Every record must be written out once more, with nothing added or omitted.

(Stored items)
++++++++++++++++++++

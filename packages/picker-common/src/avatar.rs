use crate::selector::RandomSource;

/// Emoji handed out to participants the first time they are added.
pub const AVATAR_POOL: [&str; 19] = [
    "🐶", "🐱", "🐭", "🐹", "🐰", "🦊", "🐻", "🐼", "🐨", "🐯", "🦁", "🐷", "🐸", "🐵", "🦄",
    "🐔", "🐧", "🐦", "🐤",
];

/// Shown when a participant has no assigned avatar.
pub const FALLBACK_AVATAR: &str = "🙂";

pub fn pick_avatar<R: RandomSource + ?Sized>(rng: &mut R) -> String {
    let idx = rng.next_ticket(AVATAR_POOL.len() as u64) as usize;
    AVATAR_POOL[idx.min(AVATAR_POOL.len() - 1)].to_string()
}
use cosmwasm_schema::cw_serde;
use cosmwasm_std::Decimal;

/// Tickets an unpenalized participant holds in every draw.
pub const DEFAULT_BASE_TICKETS: u32 = 10;
/// Multiplier written for the winner of a draw, applied to their next draw.
pub const DEFAULT_PENALTY_FACTOR: Decimal = Decimal::raw(500_000_000_000_000_000);
pub const DEFAULT_MAX_PARTICIPANTS: u32 = 30;
pub const DEFAULT_DRAW_DELAY_MS: u64 = 3_000;

/// Lifecycle of a single draw.
#[cw_serde]
pub enum DrawStatus {
    /// Winner fixed, waiting for the reveal delay to pass.
    Drawing,
    Resolved,
}

/// How penalty entries of non-winners behave after a draw.
#[cw_serde]
#[derive(Default)]
pub enum PenaltyPolicy {
    /// Entries stay until the participant wins again and is re-penalized.
    #[default]
    Persist,
    /// Every entry is cleared before the winner's penalty is written.
    ClearAfterDraw,
}

/// Weighting parameters of the ticket pool.
#[cw_serde]
#[derive(Copy)]
pub struct TicketWeights {
    pub base_tickets: u32,
    pub penalty_factor: Decimal,
}

impl Default for TicketWeights {
    fn default() -> Self {
        Self {
            base_tickets: DEFAULT_BASE_TICKETS,
            penalty_factor: DEFAULT_PENALTY_FACTOR,
        }
    }
}

/// A participant's contiguous slice of the ticket pool: `[cumulative_start, cumulative_end)`.
#[cw_serde]
pub struct TicketRange {
    pub name: String,
    pub tickets: u64,
    pub cumulative_start: u64,
    pub cumulative_end: u64,
}

impl TicketRange {
    pub fn contains(&self, ticket: u64) -> bool {
        ticket >= self.cumulative_start && ticket < self.cumulative_end
    }
}

/// Result of one weighted draw.
#[cw_serde]
pub struct DrawOutcome {
    pub winner: String,
    /// Index of the winning ticket in the pool.
    pub ticket: u64,
    pub pool_size: u64,
    /// Tickets the winner held in this draw.
    pub tickets: u64,
}

#[cw_serde]
pub struct StatEntry {
    pub name: String,
    pub wins: u32,
    pub win_rate: Decimal,
}
use thiserror::Error;

#[derive(Error, Debug, Clone, PartialEq, Eq)]
pub enum PickerError {
    #[error("participant name is empty")]
    EmptyName,

    #[error("participant {name} is already on the roster")]
    DuplicateName { name: String },

    #[error("roster is full ({max} participants)")]
    RosterFull { max: u32 },

    #[error("at least 2 participants are required to draw, roster has {count}")]
    InsufficientParticipants { count: usize },

    /// Reported while decoding a stored snapshot. Never returned from a load.
    #[error("corrupt snapshot field {field}: {reason}")]
    CorruptSnapshot { field: String, reason: String },
}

++++++++++++++++++++

» **Completed task**:
filename packages/picker-common/src/avatar.rs
use crate::selector::RandomSource;

/// Emoji handed out to participants the first time they are added.
pub const AVATAR_POOL: [&str; 19] = [
    "🐶", "🐱", "🐭", "🐹", "🐰", "🦊", "🐻", "🐼", "🐨", "🐯", "🦁", "🐷", "🐸", "🐵", "🦄",
    "🐔", "🐧", "🐦", "🐤",
];

/// Shown when a participant has no assigned avatar.
pub const FALLBACK_AVATAR: &str = "🙂";

pub fn pick_avatar<R: RandomSource + ?Sized>(rng: &mut R) -> String {
    let idx = rng.next_ticket(AVATAR_POOL.len() as u64) as usize;
    AVATAR_POOL[idx.min(AVATAR_POOL.len() - 1)].to_string()
}
use cosmwasm_schema::cw_serde;
use cosmwasm_std::Decimal;

/// Tickets an unpenalized participant holds in every draw.
pub const DEFAULT_BASE_TICKETS: u32 = 10;
/// Multiplier written for the winner of a draw, applied to their next draw.
pub const DEFAULT_PENALTY_FACTOR: Decimal = Decimal::raw(500_000_000_000_000_000);
pub const DEFAULT_MAX_PARTICIPANTS: u32 = 30;
pub const DEFAULT_DRAW_DELAY_MS: u64 = 3_000;

/// Lifecycle of a single draw.
#[cw_serde]
pub enum DrawStatus {
    /// Winner fixed, waiting for the reveal delay to pass.
    Drawing,
    Resolved,
}

/// How penalty entries of non-winners behave after a draw.
#[cw_serde]
#[derive(Default)]
pub enum PenaltyPolicy {
    /// Entries stay until the participant wins again and is re-penalized.
    #[default]
    Persist,
    /// Every entry is cleared before the winner's penalty is written.
    ClearAfterDraw,
}

/// Weighting parameters of the ticket pool.
#[cw_serde]
#[derive(Copy)]
pub struct TicketWeights {
    pub base_tickets: u32,
    pub penalty_factor: Decimal,
}

impl Default for TicketWeights {
    fn default() -> Self {
        Self {
            base_tickets: DEFAULT_BASE_TICKETS,
            penalty_factor: DEFAULT_PENALTY_FACTOR,
        }
    }
}

/// A participant's contiguous slice of the ticket pool: `[cumulative_start, cumulative_end)`.
#[cw_serde]
pub struct TicketRange {
    pub name: String,
    pub tickets: u64,
    pub cumulative_start: u64,
    pub cumulative_end: u64,
}

impl TicketRange {
    pub fn contains(&self, ticket: u64) -> bool {
        ticket >= self.cumulative_start && ticket < self.cumulative_end
    }
}

/// Result of one weighted draw.
#[cw_serde]
pub struct DrawOutcome {
    pub winner: String,
    /// Index of the winning ticket in the pool.
    pub ticket: u64,
    pub pool_size: u64,
    /// Tickets the winner held in this draw.
    pub tickets: u64,
}

#[cw_serde]
pub struct StatEntry {
    pub name: String,
    pub wins: u32,
    pub win_rate: Decimal,
}
use thiserror::Error;

#[derive(Error, Debug, Clone, PartialEq, Eq)]
pub enum PickerError {
    #[error("participant name is empty")]
    EmptyName,

    #[error("participant {name} is already on the roster")]
    DuplicateName { name: String },

    #[error("roster is full ({max} participants)")]
    RosterFull { max: u32 },

    #[error("at least 2 participants are required to draw, roster has {count}")]
    InsufficientParticipants { count: usize },

    /// Reported while decoding a stored snapshot. Never returned from a load.
    #[error("corrupt snapshot field {field}: {reason}")]
    CorruptSnapshot { field: String, reason: String },
}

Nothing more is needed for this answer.